MGM Resorts washes hands of Vietnam Ho Tram strip casino project

TAGs: acdl, asian coast developments, mgm grand ho tram, mgm hospitality, MGM Resorts, Pinnacle Entertainment, Vietnam

mgm-quits-ho-tram-vietnamVietnam’s first resort-casino project has hit yet another snag as MGM Resorts has walked away from its contract to manage the facility. The MGM Grand Ho Tram resort was a co-venture of MGM and Asian Coast Development Ltd. (ACDL), a Vancouver-based company in which US casino operator Pinnacle Entertainment holds a minority stake. MGM subsidiary MGM Hospitality had been tasked with running the facility, but the development has been fraught with delays and cost overruns.
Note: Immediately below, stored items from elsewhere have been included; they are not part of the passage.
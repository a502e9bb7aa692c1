//! Destiny 2 account and profile queries

use chrono::Utc;
use futures::future::join_all;

use super::classify::ErrorCategory;
use super::client::ApiClient;
use super::error::{ApiError, ServiceError};
use crate::models::{
    format_bungie_name, BungieMembershipType, DestinyAccount, DestinyComponentType,
    DestinyItemComponent, DestinyLinkedProfilesResponse, DestinyProfileResponse, UserInfoCard,
    UserMembershipData,
};

/// Components needed to show a user's inventory.
pub const STORES_COMPONENTS: &[DestinyComponentType] = &[
    DestinyComponentType::Profiles,
    DestinyComponentType::ProfileInventories,
    DestinyComponentType::ProfileCurrencies,
    DestinyComponentType::Characters,
    DestinyComponentType::CharacterInventories,
    DestinyComponentType::CharacterEquipment,
    DestinyComponentType::ItemStats,
    DestinyComponentType::ItemInstances,
    DestinyComponentType::ItemPerks,
    DestinyComponentType::ItemSockets,
    DestinyComponentType::ItemPlugStates,
    DestinyComponentType::Collectibles,
    DestinyComponentType::CharacterLoadouts,
];

/// Memberships of the logged-in user.
pub async fn get_membership_data_for_current_user(
    client: &ApiClient,
) -> Result<UserMembershipData, ServiceError> {
    client
        .get("/Platform/User/GetMembershipsForCurrentUser/", &[])
        .await
}

/// Raw profile call; `components` selects what comes back.
pub async fn get_profile_raw(
    client: &ApiClient,
    membership_type: BungieMembershipType,
    membership_id: &str,
    components: &[DestinyComponentType],
) -> Result<DestinyProfileResponse, ServiceError> {
    let path = format!("/Platform/Destiny2/{}/Profile/{}/", membership_type, membership_id);
    client
        .get(&path, &[("components", DestinyComponentType::join(components))])
        .await
}

/// The membership to act as.
///
/// Cross-save overridden memberships are skipped. With several left, the
/// one played most recently wins; profiles that fail to load are ignored
/// and the first membership is the fallback.
pub async fn get_membership_data(client: &ApiClient) -> Result<Option<UserInfoCard>, ServiceError> {
    let data = get_membership_data_for_current_user(client).await?;
    Ok(choose_membership(client, data.destiny_memberships).await)
}

/// Pick the membership to act as from an already fetched list.
pub async fn choose_membership(
    client: &ApiClient,
    memberships: Vec<UserInfoCard>,
) -> Option<UserInfoCard> {
    let memberships: Vec<UserInfoCard> = memberships
        .into_iter()
        .filter(|m| {
            m.cross_save_override == BungieMembershipType::NONE
                || m.cross_save_override == m.membership_type
        })
        .collect();

    if memberships.len() <= 1 {
        return memberships.into_iter().next();
    }

    let lookups = memberships.iter().map(|m| {
        get_profile_raw(
            client,
            m.membership_type,
            &m.membership_id,
            &[DestinyComponentType::Profiles],
        )
    });
    let profiles = join_all(lookups).await;

    let mut best = 0;
    let mut last_played = None;
    for (index, (membership, profile)) in memberships.iter().zip(profiles).enumerate() {
        let profile = match profile {
            Ok(profile) => profile,
            Err(e) => {
                tracing::warn!(
                    membership_id = %membership.membership_id,
                    "Failed to load profile; it may be linked without characters: {}",
                    e
                );
                continue;
            }
        };
        if let Some(played) = profile.date_last_played() {
            if last_played.map_or(true, |prev| played > prev) {
                last_played = Some(played);
                best = index;
            }
        }
    }

    memberships.into_iter().nth(best)
}

/// Every profile linked to a Bungie.net account.
pub async fn get_linked_profiles(
    client: &ApiClient,
    bungie_membership_id: &str,
) -> Result<DestinyLinkedProfilesResponse, ServiceError> {
    let path = format!(
        "/Platform/Destiny2/{}/Profile/{}/LinkedProfiles/",
        BungieMembershipType::BUNGIE_NEXT,
        bungie_membership_id
    );
    client
        .get(&path, &[("getAllMemberships", "true".to_string())])
        .await
}

/// Destiny accounts of a Bungie.net account, including ones that errored.
pub async fn get_destiny_accounts(
    client: &ApiClient,
    bungie_membership_id: &str,
) -> Result<Vec<DestinyAccount>, ServiceError> {
    let linked = get_linked_profiles(client, bungie_membership_id).await?;
    let accounts = accounts_from_linked_profiles(&linked);
    if accounts.is_empty() {
        tracing::warn!(bungie_membership_id, "No Destiny platforms linked to account");
    }
    Ok(accounts)
}

/// Build account snapshots. Profiles with errors may be Destiny 1
/// accounts; they are kept with their own platform only.
pub fn accounts_from_linked_profiles(linked: &DestinyLinkedProfilesResponse) -> Vec<DestinyAccount> {
    let now = Utc::now();

    let healthy = linked.profiles.iter().map(|profile| DestinyAccount {
        display_name: format_bungie_name(profile),
        original_platform_type: profile.membership_type,
        platform_label: profile.membership_type.label(),
        membership_id: profile.membership_id.clone(),
        platforms: profile.applicable_membership_types.clone(),
        last_played: profile.date_last_played,
        versions_owned: None,
    });

    let errored = linked.profiles_with_errors.iter().map(|errored| {
        let card = &errored.info_card;
        DestinyAccount {
            display_name: format_bungie_name(card),
            original_platform_type: card.membership_type,
            platform_label: card.membership_type.label(),
            membership_id: card.membership_id.clone(),
            platforms: vec![card.membership_type],
            last_played: Some(now),
            versions_owned: None,
        }
    });

    healthy.chain(errored).collect()
}

/// Profile of `account`. An empty response means no account on that platform.
pub async fn get_profile(
    client: &ApiClient,
    account: &DestinyAccount,
    components: &[DestinyComponentType],
) -> Result<DestinyProfileResponse, ServiceError> {
    let profile = get_profile_raw(
        client,
        account.original_platform_type,
        &account.membership_id,
        components,
    )
    .await?;

    if profile.is_empty() {
        return Err(ServiceError {
            category: ErrorCategory::NoAccountForPlatform,
            source: ApiError::Internal(format!(
                "no Destiny profile for {} on {}",
                account.membership_id, account.platform_label
            )),
        });
    }
    Ok(profile)
}

/// Characters only; enough to refresh stats.
pub async fn get_characters(
    client: &ApiClient,
    account: &DestinyAccount,
) -> Result<DestinyProfileResponse, ServiceError> {
    get_profile(client, account, &[DestinyComponentType::Characters]).await
}

/// Characters, vault and item details.
pub async fn get_stores(
    client: &ApiClient,
    account: &DestinyAccount,
) -> Result<DestinyProfileResponse, ServiceError> {
    get_profile(client, account, STORES_COMPONENTS).await
}

/// Every character's inventory, or `None` if anything went wrong.
pub async fn get_character_inventory_items(
    client: &ApiClient,
    account: &DestinyAccount,
) -> Option<Vec<DestinyItemComponent>> {
    match get_stores(client, account).await {
        Ok(profile) => profile.character_inventory_items(),
        Err(e) => {
            tracing::debug!("Could not load character inventories: {}", e);
            None
        }
    }
}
On Thursday, MGM filed notice with the US Securities and Exchange Commission that it was exercising its right to cancel its contract due to the project having failed to achieve certain milestones by March 1. In November, ACDL defaulted on a contract with the Ba Ria-Vung Tau provincial government due to ACDL’s failure to meet certain construction deadlines. That led a consortium of Vietnamese banks to suspend funding of a $175m credit facility.

ACDL CEO Lloyd Nathan issued a statement thanking MGM “for its assistance in the hiring and training of our 2,000-strong team of Vietnamese hospitality professionals. We are delighted to have completed the construction of the first phase of our resort.” In addition to gaming facilities, the Ho Tram resort’s plans include 541 hotel rooms, nine restaurants and luxury retail outlets.

ACDL says the Ho Tram resort’s planned Q1 opening will have to be pushed back until a new partner can be brought on board. ACDL, which is majority owned by the Harbinger Capital hedge fund, claims it has already initiated discussions with alternate partners. Harbinger founder Philip Falcone said the hedge funders remain “as committed as ever” to the project.

MGM’s withdrawal is a significant blow to Vietnam’s desire to tap into the Asia-Pacific’s lucrative resort-casino market. Malaysian casino operator Genting abandoned its own Vietnam plans in August after failing to convince the government to waive its ban on local residents entering casinos. Las Vegas Sands has voiced similar concerns as well as a preference for building in Vietnam’s major cities, rather than along the country’s coastline, where major infrastructure is lacking.

November’s move by the Vietnamese banks prompted Pinnacle to warn the markets that its entire investment in the project could be in jeopardy. Pinnacle paid $95m for a 26% stake in ACDL in May 2011, but Pinnacle’s most recent financial results included a $25m writedown related to the Ho Tram project. Possibly motivated by the need for a quick cash infusion, Pinnacle announced on Thursday that it has sold its 20-acre vacant lot in Atlantic City to an undisclosed buyer for $30.6m. The site was the former home of the Sands Casino Hotel, which Pinnacle bought in 2006 for $270m, then imploded as the first stage of a planned $2b casino. Those plans were scrapped when the US economy imploded and Atlantic City began its unbroken six-year streak of declining gaming revenues. The deal, which is expected to close this month, is subject to the unidentified buyer being able to secure the necessary financing.